* [EXERCISE OBJECTIVE]
The complete listing that follows is to be set down again, exactly as it appears.
# # # # # # #
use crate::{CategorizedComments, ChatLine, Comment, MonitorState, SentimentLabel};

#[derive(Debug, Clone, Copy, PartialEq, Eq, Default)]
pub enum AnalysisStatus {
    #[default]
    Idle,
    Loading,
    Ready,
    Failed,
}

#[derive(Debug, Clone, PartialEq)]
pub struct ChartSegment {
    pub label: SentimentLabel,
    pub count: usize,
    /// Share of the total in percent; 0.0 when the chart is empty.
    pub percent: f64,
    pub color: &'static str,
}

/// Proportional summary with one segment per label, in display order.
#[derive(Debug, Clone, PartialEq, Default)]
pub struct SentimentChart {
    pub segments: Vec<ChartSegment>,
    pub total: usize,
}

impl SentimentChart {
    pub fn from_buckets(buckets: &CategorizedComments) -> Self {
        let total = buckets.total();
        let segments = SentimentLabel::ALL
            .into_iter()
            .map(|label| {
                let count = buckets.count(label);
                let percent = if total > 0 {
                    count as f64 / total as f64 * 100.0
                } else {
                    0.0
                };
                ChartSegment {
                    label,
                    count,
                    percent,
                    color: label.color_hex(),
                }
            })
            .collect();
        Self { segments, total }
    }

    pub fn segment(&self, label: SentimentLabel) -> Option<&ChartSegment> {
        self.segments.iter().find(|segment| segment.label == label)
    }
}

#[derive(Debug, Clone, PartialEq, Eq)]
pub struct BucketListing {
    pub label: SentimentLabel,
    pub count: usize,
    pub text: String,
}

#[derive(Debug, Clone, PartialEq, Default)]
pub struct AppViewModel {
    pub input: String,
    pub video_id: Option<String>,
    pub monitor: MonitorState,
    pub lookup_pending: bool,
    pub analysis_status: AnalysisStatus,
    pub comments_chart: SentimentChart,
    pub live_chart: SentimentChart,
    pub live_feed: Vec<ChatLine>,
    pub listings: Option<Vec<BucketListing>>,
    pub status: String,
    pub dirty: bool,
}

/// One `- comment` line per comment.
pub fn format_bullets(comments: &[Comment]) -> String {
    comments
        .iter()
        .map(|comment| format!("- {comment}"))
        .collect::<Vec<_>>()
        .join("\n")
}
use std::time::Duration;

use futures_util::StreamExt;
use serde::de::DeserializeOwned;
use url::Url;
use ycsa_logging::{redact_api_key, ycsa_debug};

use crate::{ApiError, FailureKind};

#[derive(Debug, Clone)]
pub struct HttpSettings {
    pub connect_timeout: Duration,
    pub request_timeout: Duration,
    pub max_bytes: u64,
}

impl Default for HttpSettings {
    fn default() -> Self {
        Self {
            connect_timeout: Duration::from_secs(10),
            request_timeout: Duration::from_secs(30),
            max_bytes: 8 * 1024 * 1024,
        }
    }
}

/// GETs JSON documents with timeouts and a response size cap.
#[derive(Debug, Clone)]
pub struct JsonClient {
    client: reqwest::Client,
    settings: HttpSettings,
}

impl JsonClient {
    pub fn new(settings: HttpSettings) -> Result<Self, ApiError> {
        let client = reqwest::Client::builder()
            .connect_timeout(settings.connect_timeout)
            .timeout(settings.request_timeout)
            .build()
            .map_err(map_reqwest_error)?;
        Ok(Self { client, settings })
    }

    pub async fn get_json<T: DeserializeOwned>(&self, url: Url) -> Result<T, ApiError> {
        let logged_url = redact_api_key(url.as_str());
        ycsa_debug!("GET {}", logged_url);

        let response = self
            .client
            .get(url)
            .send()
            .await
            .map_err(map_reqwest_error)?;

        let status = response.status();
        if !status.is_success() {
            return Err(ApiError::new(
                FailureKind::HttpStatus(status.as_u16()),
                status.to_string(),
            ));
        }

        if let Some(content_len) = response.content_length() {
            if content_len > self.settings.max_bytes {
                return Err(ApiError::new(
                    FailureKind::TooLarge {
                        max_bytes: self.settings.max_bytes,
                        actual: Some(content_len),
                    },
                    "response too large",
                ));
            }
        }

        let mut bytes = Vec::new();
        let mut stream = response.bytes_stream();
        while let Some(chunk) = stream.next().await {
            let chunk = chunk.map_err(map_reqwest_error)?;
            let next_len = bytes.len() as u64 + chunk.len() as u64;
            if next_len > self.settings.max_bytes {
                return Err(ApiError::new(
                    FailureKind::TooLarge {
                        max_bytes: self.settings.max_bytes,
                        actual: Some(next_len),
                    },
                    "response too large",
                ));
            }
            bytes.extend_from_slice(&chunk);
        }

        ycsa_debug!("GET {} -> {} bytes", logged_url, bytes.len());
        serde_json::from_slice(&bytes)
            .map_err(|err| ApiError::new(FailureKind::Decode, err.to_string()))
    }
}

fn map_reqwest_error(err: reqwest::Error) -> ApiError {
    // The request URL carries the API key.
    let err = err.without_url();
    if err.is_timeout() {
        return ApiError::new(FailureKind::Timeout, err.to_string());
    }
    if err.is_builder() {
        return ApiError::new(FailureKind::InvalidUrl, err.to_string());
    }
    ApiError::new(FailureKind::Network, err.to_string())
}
# # # # # # #
* [REPLY]
use crate::{CategorizedComments, ChatLine, Comment, MonitorState, SentimentLabel};

#[derive(Debug, Clone, Copy, PartialEq, Eq, Default)]
pub enum AnalysisStatus {
    #[default]
    Idle,
    Loading,
    Ready,
    Failed,
}

#[derive(Debug, Clone, PartialEq)]
pub struct ChartSegment {
    pub label: SentimentLabel,
    pub count: usize,
    /// Share of the total in percent; 0.0 when the chart is empty.
    pub percent: f64,
    pub color: &'static str,
}

/// Proportional summary with one segment per label, in display order.
#[derive(Debug, Clone, PartialEq, Default)]
pub struct SentimentChart {
    pub segments: Vec<ChartSegment>,
    pub total: usize,
}

impl SentimentChart {
    pub fn from_buckets(buckets: &CategorizedComments) -> Self {
        let total = buckets.total();
        let segments = SentimentLabel::ALL
            .into_iter()
            .map(|label| {
                let count = buckets.count(label);
                let percent = if total > 0 {
                    count as f64 / total as f64 * 100.0
                } else {
                    0.0
                };
                ChartSegment {
                    label,
                    count,
                    percent,
                    color: label.color_hex(),
                }
            })
            .collect();
        Self { segments, total }
    }

    pub fn segment(&self, label: SentimentLabel) -> Option<&ChartSegment> {
        self.segments.iter().find(|segment| segment.label == label)
    }
}

#[derive(Debug, Clone, PartialEq, Eq)]
pub struct BucketListing {
    pub label: SentimentLabel,
    pub count: usize,
    pub text: String,
}

#[derive(Debug, Clone, PartialEq, Default)]
pub struct AppViewModel {
    pub input: String,
    pub video_id: Option<String>,
    pub monitor: MonitorState,
    pub lookup_pending: bool,
    pub analysis_status: AnalysisStatus,
    pub comments_chart: SentimentChart,
    pub live_chart: SentimentChart,
    pub live_feed: Vec<ChatLine>,
    pub listings: Option<Vec<BucketListing>>,
    pub status: String,
    pub dirty: bool,
}

/// One `- comment` line per comment.
pub fn format_bullets(comments: &[Comment]) -> String {
    comments
        .iter()
        .map(|comment| format!("- {comment}"))
        .collect::<Vec<_>>()
        .join("\n")
}
use std::time::Duration;

use futures_util::StreamExt;
use serde::de::DeserializeOwned;
use url::Url;
use ycsa_logging::{redact_api_key, ycsa_debug};

use crate::{ApiError, FailureKind};

#[derive(Debug, Clone)]
pub struct HttpSettings {
    pub connect_timeout: Duration,
    pub request_timeout: Duration,
    pub max_bytes: u64,
}

impl Default for HttpSettings {
    fn default() -> Self {
        Self {
            connect_timeout: Duration::from_secs(10),
            request_timeout: Duration::from_secs(30),
            max_bytes: 8 * 1024 * 1024,
        }
    }
}

/// GETs JSON documents with timeouts and a response size cap.
#[derive(Debug, Clone)]
pub struct JsonClient {
    client: reqwest::Client,
    settings: HttpSettings,
}

impl JsonClient {
    pub fn new(settings: HttpSettings) -> Result<Self, ApiError> {
        let client = reqwest::Client::builder()
            .connect_timeout(settings.connect_timeout)
            .timeout(settings.request_timeout)
            .build()
            .map_err(map_reqwest_error)?;
        Ok(Self { client, settings })
    }

    pub async fn get_json<T: DeserializeOwned>(&self, url: Url) -> Result<T, ApiError> {
        let logged_url = redact_api_key(url.as_str());
        ycsa_debug!("GET {}", logged_url);

        let response = self
            .client
            .get(url)
            .send()
            .await
            .map_err(map_reqwest_error)?;

        let status = response.status();
        if !status.is_success() {
            return Err(ApiError::new(
                FailureKind::HttpStatus(status.as_u16()),
                status.to_string(),
            ));
        }

        if let Some(content_len) = response.content_length() {
            if content_len > self.settings.max_bytes {
                return Err(ApiError::new(
                    FailureKind::TooLarge {
                        max_bytes: self.settings.max_bytes,
                        actual: Some(content_len),
                    },
                    "response too large",
                ));
            }
        }

        let mut bytes = Vec::new();
        let mut stream = response.bytes_stream();
        while let Some(chunk) = stream.next().await {
            let chunk = chunk.map_err(map_reqwest_error)?;
            let next_len = bytes.len() as u64 + chunk.len() as u64;
            if next_len > self.settings.max_bytes {
                return Err(ApiError::new(
                    FailureKind::TooLarge {
                        max_bytes: self.settings.max_bytes,
                        actual: Some(next_len),
                    },
                    "response too large",
                ));
            }
            bytes.extend_from_slice(&chunk);
        }

        ycsa_debug!("GET {} -> {} bytes", logged_url, bytes.len());
        serde_json::from_slice(&bytes)
            .map_err(|err| ApiError::new(FailureKind::Decode, err.to_string()))
    }
}

fn map_reqwest_error(err: reqwest::Error) -> ApiError {
    // The request URL carries the API key.
    let err = err.without_url();
    if err.is_timeout() {
        return ApiError::new(FailureKind::Timeout, err.to_string());
    }
    if err.is_builder() {
        return ApiError::new(FailureKind::InvalidUrl, err.to_string());
    }
    ApiError::new(FailureKind::Network, err.to_string())
}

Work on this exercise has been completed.